Both brackets 4 and 5 have shafts around the vertical axis arranged at the nodes between the tip ends and the attachment frame 3 on the rear end side, respectively, and are one of the nodes with the attachment frame 3. The shaft portion 10 is slidably arranged along the guide rail 3a and attached so as to bend around each axis at each of these nodes, and the movement is within the movable range on the guide rail 3a of the moving shaft portion 10. In a state where the shaft portion 10 is arranged so that the distance between the rear ends of both brackets 4 and 5 is the narrowest, both brackets 4 and 5 are in the telescopic joint G and are substantially V in plan view with respect to the mounting frame 3. The tip portion that is assembled in a shape and intersects has a shape that protrudes most toward the wall surface A3 side of the structure A, and from this position, the moving shaft portion 10 guides the moving shaft portion 10 so that the distance between the rear ends of both brackets 4 and 5 increases. When sliding along the rail 3a, the intersecting tip portions are displaced toward the wall surface B3 side of the structure B and deformed into a shape in which the protrusion width of the tip portion from the wall surface 3c in the expansion joint G is narrowed, and both brackets 4 At the position where the moving shaft portion 10 slides along the guide rail 3a so that the distance between the rear ends of the parts 5 and 5 is widest, both brackets 4 and 5 are expanded to a position substantially parallel to the wall surface B3 and flattened. It is assembled so as to be deformed (see FIG. 11 described later).
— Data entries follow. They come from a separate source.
//! Wire models for the procurement-catalog lookup.

use serde::{Deserialize, Serialize};

/// Which registry a lookup targets: materials (CATMAT) or services (CATSERV).
#[derive(Debug, Clone, Copy, PartialEq, Eq, Serialize, Deserialize)]
#[serde(rename_all = "lowercase")]
pub enum CatalogKind {
    Material,
    Service,
}

impl Default for CatalogKind {
    fn default() -> Self {
        CatalogKind::Material
    }
}

impl CatalogKind {
    /// Official registry label shown to users.
    pub fn registry_label(&self) -> &'static str {
        match self {
            CatalogKind::Material => "CATMAT",
            CatalogKind::Service => "CATSERV",
        }
    }
}

/// A normalized registry row.
#[derive(Debug, Clone, PartialEq, Serialize, Deserialize)]
#[serde(rename_all = "camelCase")]
pub struct RegistryItem {
    pub code: String,
    pub description: String,
    pub unit: String,
    pub class: String,
    pub subclass: String,
    /// Registry label: CATMAT or CATSERV.
    pub catalog: String,
}

/// Where search rows came from.
#[derive(Debug, Clone, Copy, PartialEq, Eq, Serialize, Deserialize)]
#[serde(rename_all = "lowercase")]
pub enum SearchSource {
    Remote,
    Local,
}

/// Result of a registry search.
#[derive(Debug, Clone, PartialEq, Serialize, Deserialize)]
#[serde(rename_all = "camelCase")]
pub struct RegistrySearchResponse {
    pub items: Vec<RegistryItem>,
    pub total: usize,
    pub source: SearchSource,
}

/// One entry of the registry's catalog list.
#[derive(Debug, Clone, PartialEq, Serialize, Deserialize)]
#[serde(rename_all = "camelCase")]
pub struct RegistryCatalog {
    pub id: i64,
    pub name: String,
    pub description: String,
}
//! Database model for users.

use diesel::prelude::*;
use serde::{Deserialize, Serialize};

use fiscus_core::users::{User, UserRole};

use crate::utils::parse_datetime_utc;

#[derive(
    Queryable,
    Identifiable,
    Insertable,
    AsChangeset,
    Selectable,
    PartialEq,
    Serialize,
    Deserialize,
    Debug,
    Clone,
)]
#[diesel(table_name = crate::schema::users)]
#[diesel(check_for_backend(diesel::sqlite::Sqlite))]
#[serde(rename_all = "camelCase")]
pub struct UserDB {
    pub id: String,
    pub name: String,
    pub email: String,
    pub password_hash: String,
    pub role: String,
    pub created_at: String,
}

fn role_to_str(role: UserRole) -> &'static str {
    match role {
        UserRole::Admin => "admin",
        UserRole::FinanceManager => "finance_manager",
        UserRole::Viewer => "viewer",
    }
}

fn role_from_str(value: &str) -> UserRole {
    match value {
        "admin" => UserRole::Admin,
        "finance_manager" => UserRole::FinanceManager,
        "viewer" => UserRole::Viewer,
        other => {
            log::error!("unknown user role '{other}', treating as viewer");
            UserRole::Viewer
        }
    }
}

impl From<UserDB> for User {
    fn from(db: UserDB) -> Self {
        Self {
            id: db.id,
            name: db.name,
            email: db.email,
            password_hash: db.password_hash,
            role: role_from_str(&db.role),
            created_at: parse_datetime_utc(&db.created_at, "created_at"),
        }
    }
}

impl From<User> for UserDB {
    fn from(domain: User) -> Self {
        Self {
            id: domain.id,
            name: domain.name,
            email: domain.email,
            password_hash: domain.password_hash,
            role: role_to_str(domain.role).to_string(),
            created_at: domain.created_at.to_rfc3339(),
        }
    }
}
Both brackets 3 and 4 deformably attached as described above are bridged by arranging tension springs 11 which are elastic members in three upper and lower stages between the vertical rails 7 of the brackets 4 and the vertical rails 7 of the brackets 5. Then, due to the elastic force of the tension spring 11, in normal times, the wall surface B3 of the structure B was bent and broken in a substantially V-shape in a plan view, and the tips of both brackets 4 and 5 protruded into the expansion joint G. It is provided so that it can be held in place.
Then, as will be described later, the width of the expansion joint G is narrowed due to the occurrence of the earthquake, and the wall surface A3 of the structure A that hits the tips of both brackets 4 and 5 approaches the structure B that is larger than the elastic force of the tension spring 11. When a force in the direction is applied, both brackets 4 and 5 are deformed so as to expand between the rear ends, and the restoring force of the tension spring 11 that has been extended once the narrowed expansion joint G returns to the original width. As a result, both brackets 4 and 5 are configured so that the tip portions of the brackets 4 and 5 are projected into the expansion joint G and bent into a substantially V shape to restore the folded shape.
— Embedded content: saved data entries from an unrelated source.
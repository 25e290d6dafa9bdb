//! Expenses module - domain models, services, and dashboard metrics.

mod expenses_model;
mod expenses_service;
mod expenses_traits;
pub mod metrics;

pub use expenses_model::{Expense, ExpenseStatus, ExpenseType, ExpenseUpdate, NewExpense};
pub use expenses_service::ExpenseService;
pub use expenses_traits::{ExpenseRepositoryTrait, ExpenseServiceTrait};
pub use metrics::{DashboardMetrics, DashboardSummary, MonthlyForecast, TypeSplit};
//! Database model for categories.

use diesel::prelude::*;
use serde::{Deserialize, Serialize};

use fiscus_core::categories::Category;
use fiscus_core::expenses::ExpenseType;

#[derive(
    Queryable,
    Identifiable,
    Insertable,
    AsChangeset,
    Selectable,
    PartialEq,
    Serialize,
    Deserialize,
    Debug,
    Clone,
)]
#[diesel(table_name = crate::schema::categories)]
#[diesel(check_for_backend(diesel::sqlite::Sqlite))]
#[diesel(treat_none_as_null = true)]
#[serde(rename_all = "camelCase")]
pub struct CategoryDB {
    pub id: String,
    pub name: String,
    pub category_type: String,
    pub color: Option<String>,
}

pub(crate) fn expense_type_to_str(expense_type: ExpenseType) -> &'static str {
    match expense_type {
        ExpenseType::Fixed => "fixed",
        ExpenseType::Variable => "variable",
    }
}

pub(crate) fn expense_type_from_str(value: &str) -> ExpenseType {
    match value {
        "fixed" => ExpenseType::Fixed,
        "variable" => ExpenseType::Variable,
        other => {
            log::error!("unknown expense type '{other}', treating as variable");
            ExpenseType::Variable
        }
    }
}

impl From<CategoryDB> for Category {
    fn from(db: CategoryDB) -> Self {
        Self {
            id: db.id,
            name: db.name,
            category_type: expense_type_from_str(&db.category_type),
            color: db.color,
        }
    }
}

impl From<Category> for CategoryDB {
    fn from(domain: Category) -> Self {
        Self {
            id: domain.id,
            name: domain.name,
            category_type: expense_type_to_str(domain.category_type).to_string(),
            color: domain.color,
        }
    }
}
As shown in FIG. 4, at the tip of the cross rail 6 on the upper side of the bracket 4, a rotating member 12 which is a cushioning member for cushioning the impact when the joint cover material 17 comes into contact with the cross rail 6 is attached to the cross rail 6. It is rotatably attached to a horizontal rotating shaft 13 provided at the tip.
Further, as shown in FIG. 5, a support member 14 is projected laterally from the tip of the cross rail 6 on the lower side of the bracket 4, and the support member 14 is provided to rotate along the vertical direction. A rotating member 16 is rotatably attached to the shaft. The rotating member 12 and the rotating member 16 are cylindrical rotating objects, and casters (wheels) made of rubber, plastic, or metal can be used.

The joint cover material 17 is formed in a rectangular plate shape in a plan view by integrally connecting a plurality of rod-shaped members arranged in parallel with linear members.
Specifically, as shown in FIG. 6, in the joint cover material 17, a plurality of steel pipe materials 18 are arranged in parallel with a cylindrical spacer 19 having a smaller diameter thereof sandwiched between the joint pipe materials 18 and the spacers 19. A wire having a flexible linear member 20 such as a wire or a rod penetrating inside along the width direction (diameter direction), and penetrating the inner peripheral surface of the tube members 18 at both ends of the parallel tube members 18 By fastening the shape member 20, a plurality of pipe members 18 are integrally connected in a bamboo blind shape or a raft shape. The cylindrical spacer 19 may have a diameter substantially the same as that of the pipe material 18, and instead of the spacer 19, a spacer having an appropriate shape such as a spherical shape or a ring shape may be used.
The fastening of the linear member 20 penetrating the pipe material 18 and the spacer 19 is provided with a certain amount of play so that a gap of several millimeters is formed between the adjacent pipe material 18 and the outer peripheral surface of the spacer 19. Since there is a gap with the spacer 19, the adjacent pipe members 18 and 18 can be bent each other with the spacer 19 as a fulcrum, and in the entire joint cover material 17 having a rectangular shape in a plan view, one of them is from the longitudinal side to the other. It can be folded over the longitudinal side of the.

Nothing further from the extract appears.